In this paper, we address the challenge of Nash equilibrium (NE) seeking in non-cooperative convex games with partial-decision information. We propose a distributed algorithm, where each agent refines its strategy through projected-gradient steps and an averaging procedure. Each agent uses estimates of competitors' actions obtained solely from local neighbor interactions, in a directed communication network. Unlike previous approaches that rely on (strong) monotonicity assumptions, this work establishes the convergence towards a NE under a diagonal dominance property of the pseudo-gradient mapping, that can be checked locally by the agents. Further, this condition is physically interpretable and of relevance for many applications, as it suggests that an agent's objective function is primarily influenced by its individual strategic decisions, rather than by the actions of its competitors. In virtue of a novel block-infinity norm convergence argument, we provide explicit bounds for constant step-size that are independent of the communication structure, and can be computed in a totally decentralized way. Numerical simulations on an optical network's power control problem validate the algorithm's effectiveness.
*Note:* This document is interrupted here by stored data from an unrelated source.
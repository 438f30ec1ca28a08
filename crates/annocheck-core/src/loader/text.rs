//! Tabular text-annotation loader (CSV with a header row)

use crate::error::{Error, Result};
use crate::model::{Label, TextAnnotation};
use std::fs::File;
use std::io::Read;
use std::path::Path;
use tracing::{debug, instrument};

/// Column names accepted for each required field, in order of preference
const MESSAGE_ID_COLUMNS: &[&str] = &["message_id", "id"];
const TEXT_COLUMNS: &[&str] = &["text"];
const INTENT_COLUMNS: &[&str] = &["intent"];
const CONFIDENCE_COLUMNS: &[&str] = &["confidence"];

/// Positions of the required columns in the header row
#[derive(Debug)]
struct TextColumns {
    message_id: usize,
    text: usize,
    intent: usize,
    confidence: usize,
}

impl TextColumns {
    fn locate(headers: &csv::StringRecord, path: &Path) -> Result<Self> {
        let find = |names: &[&str]| -> Result<usize> {
            names
                .iter()
                .find_map(|name| {
                    headers.iter().position(|header| {
                        header.trim_start_matches('\u{feff}').trim().eq_ignore_ascii_case(name)
                    })
                })
                .ok_or_else(|| Error::schema(path, names[0]))
        };

        Ok(Self {
            message_id: find(MESSAGE_ID_COLUMNS)?,
            text: find(TEXT_COLUMNS)?,
            intent: find(INTENT_COLUMNS)?,
            confidence: find(CONFIDENCE_COLUMNS)?,
        })
    }
}

/// Load text annotations from a CSV file
#[instrument(skip(path), fields(path = %path.display()))]
pub fn load_text_annotations(path: &Path) -> Result<Vec<TextAnnotation>> {
    let file = File::open(path).map_err(|e| Error::io(path, e))?;
    let records = read_text_annotations(file, path)?;
    debug!(records = records.len(), "Loaded text annotations");
    Ok(records)
}

/// Parse text annotations from any reader; `path` is only used in errors
pub fn read_text_annotations<R: Read>(input: R, path: &Path) -> Result<Vec<TextAnnotation>> {
    let mut reader = csv::ReaderBuilder::new()
        .has_headers(true)
        .from_reader(input);

    let headers = reader
        .headers()
        .map_err(|e| csv_error(path, e))?
        .clone();
    let columns = TextColumns::locate(&headers, path)?;

    let mut records = Vec::new();
    for row in reader.records() {
        let row = row.map_err(|e| csv_error(path, e))?;
        let line = row
            .position()
            .map(|p| format!("line {}", p.line()))
            .unwrap_or_else(|| format!("row {}", records.len() + 1));

        let field = |index: usize| row.get(index).unwrap_or_default();

        let message_id = field(columns.message_id).trim();
        if message_id.is_empty() {
            return Err(Error::parse(path, line, "message_id must not be empty"));
        }

        records.push(TextAnnotation {
            message_id: message_id.to_string(),
            text: field(columns.text).to_string(),
            intent: Label::parse(field(columns.intent)),
            confidence: Label::parse(field(columns.confidence)),
        });
    }

    Ok(records)
}

fn csv_error(path: &Path, error: csv::Error) -> Error {
    let location = error
        .position()
        .map(|p| format!("line {}", p.line()))
        .unwrap_or_else(|| "header".to_string());

    if error.is_io_error() {
        if let csv::ErrorKind::Io(source) = error.into_kind() {
            return Error::io(path, source);
        }
        return Error::parse(path, location, "I/O error while reading CSV");
    }

    Error::parse(path, location, error.to_string())
}
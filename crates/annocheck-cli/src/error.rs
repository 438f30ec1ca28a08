//! Error types and handling for the CLI
//!
//! This module provides error types and utilities for handling
//! various failure modes in the CLI application.

use std::io;
use std::path::PathBuf;

/// Result type alias for CLI operations
pub type Result<T> = std::result::Result<T, Error>;

/// Main error type for CLI operations
#[derive(Debug, thiserror::Error)]
pub enum Error {
    /// Error from the annocheck-core library
    #[error(transparent)]
    Core(#[from] annocheck_core::Error),

    /// The run finished and found error-severity violations
    #[error("validation failed with {errors} error(s) across {records} record(s)")]
    ValidationFailed { errors: usize, records: usize },

    /// IO error bound to a path (config files, report files)
    #[error("{}: {source}", path.display())]
    Io {
        path: PathBuf,
        #[source]
        source: io::Error,
    },

    /// IO error writing to stdout
    #[error("IO error: {0}")]
    Output(#[from] io::Error),

    /// Configuration error
    #[error("Configuration error: {0}")]
    Config(String),

    /// JSON serialization/deserialization error
    #[error("JSON error: {0}")]
    Json(#[from] serde_json::Error),

    /// YAML serialization/deserialization error
    #[error("YAML error: {0}")]
    Yaml(#[from] serde_yaml::Error),

    /// TOML deserialization error
    #[error("TOML error: {0}")]
    Toml(#[from] toml::de::Error),

    /// TOML serialization error
    #[error("TOML error: {0}")]
    TomlSerialize(#[from] toml::ser::Error),
}

impl Error {
    /// Create a configuration error
    pub fn config(message: impl Into<String>) -> Self {
        Self::Config(message.into())
    }

    /// Create an I/O error bound to a path
    pub fn io(path: impl Into<PathBuf>, source: io::Error) -> Self {
        Self::Io {
            path: path.into(),
            source,
        }
    }

    /// Get the exit code for this error
    ///
    /// Core errors keep their own codes (3-8) so scripts can tell a schema
    /// problem from a missing file.
    pub fn exit_code(&self) -> i32 {
        match self {
            Self::ValidationFailed { .. } => 1,
            Self::Core(error) => error.exit_code(),
            Self::Io { .. } | Self::Output(_) => 6,
            Self::Config(_) | Self::Json(_) | Self::Yaml(_) | Self::Toml(_) | Self::TomlSerialize(_) => 8,
        }
    }

    /// Whether the report has already been shown and only the exit code matters
    pub fn is_reported(&self) -> bool {
        matches!(self, Self::ValidationFailed { .. })
    }
}

/// Format an error for display to the user
pub fn format_error(error: &Error, use_color: bool) -> String {
    if use_color {
        use colored::Colorize;
        format!("{} {}", "Error:".red().bold(), error)
    } else {
        format!("Error: {}", error)
    }
}

#[cfg(test)]
mod tests {
    use super::*;
    use std::path::Path;

    #[test]
    fn test_core_errors_keep_their_exit_codes() {
        let error = Error::from(annocheck_core::Error::schema(Path::new("texts.csv"), "intent"));
        assert_eq!(error.exit_code(), 3);

        let error = Error::from(annocheck_core::Error::configuration("no inputs"));
        assert_eq!(error.exit_code(), 8);
    }

    #[test]
    fn test_validation_failure_exits_with_one() {
        let error = Error::ValidationFailed {
            errors: 2,
            records: 40,
        };
        assert_eq!(error.exit_code(), 1);
        assert!(error.is_reported());
    }

    #[test]
    fn test_format_error_names_file_and_reason() {
        let error = Error::from(annocheck_core::Error::parse(
            Path::new("boxes.json"),
            "annotations[0].bbox",
            "expected 4 coordinates, got 3",
        ));
        assert_eq!(
            format_error(&error, false),
            "Error: boxes.json: annotations[0].bbox: expected 4 coordinates, got 3"
        );
    }
}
翻译：本文针对部分决策信息下非合作凸博弈中的纳什均衡求解问题展开研究。我们提出一种分布式算法，其中每个智能体通过投影梯度步骤与平均化过程来调整自身策略。每个智能体仅利用有向通信网络中局部邻居交互获取的对手行动估计值。与以往依赖（强）单调性假设的方法不同，本文在伪梯度映射满足对角占优特性的条件下建立了向纳什均衡的收敛性，该条件可由智能体局部验证。此外，该条件具有物理可解释性且与诸多应用场景相关，因为它表明智能体的目标函数主要受其个体战略决策影响，而非竞争对手的行动。通过引入新颖的块无穷范数收敛论证，我们给出了与通信结构无关的恒定步长显式界，该步长可完全以分布式方式计算。光学网络功率控制问题的数值仿真验证了该算法的有效性。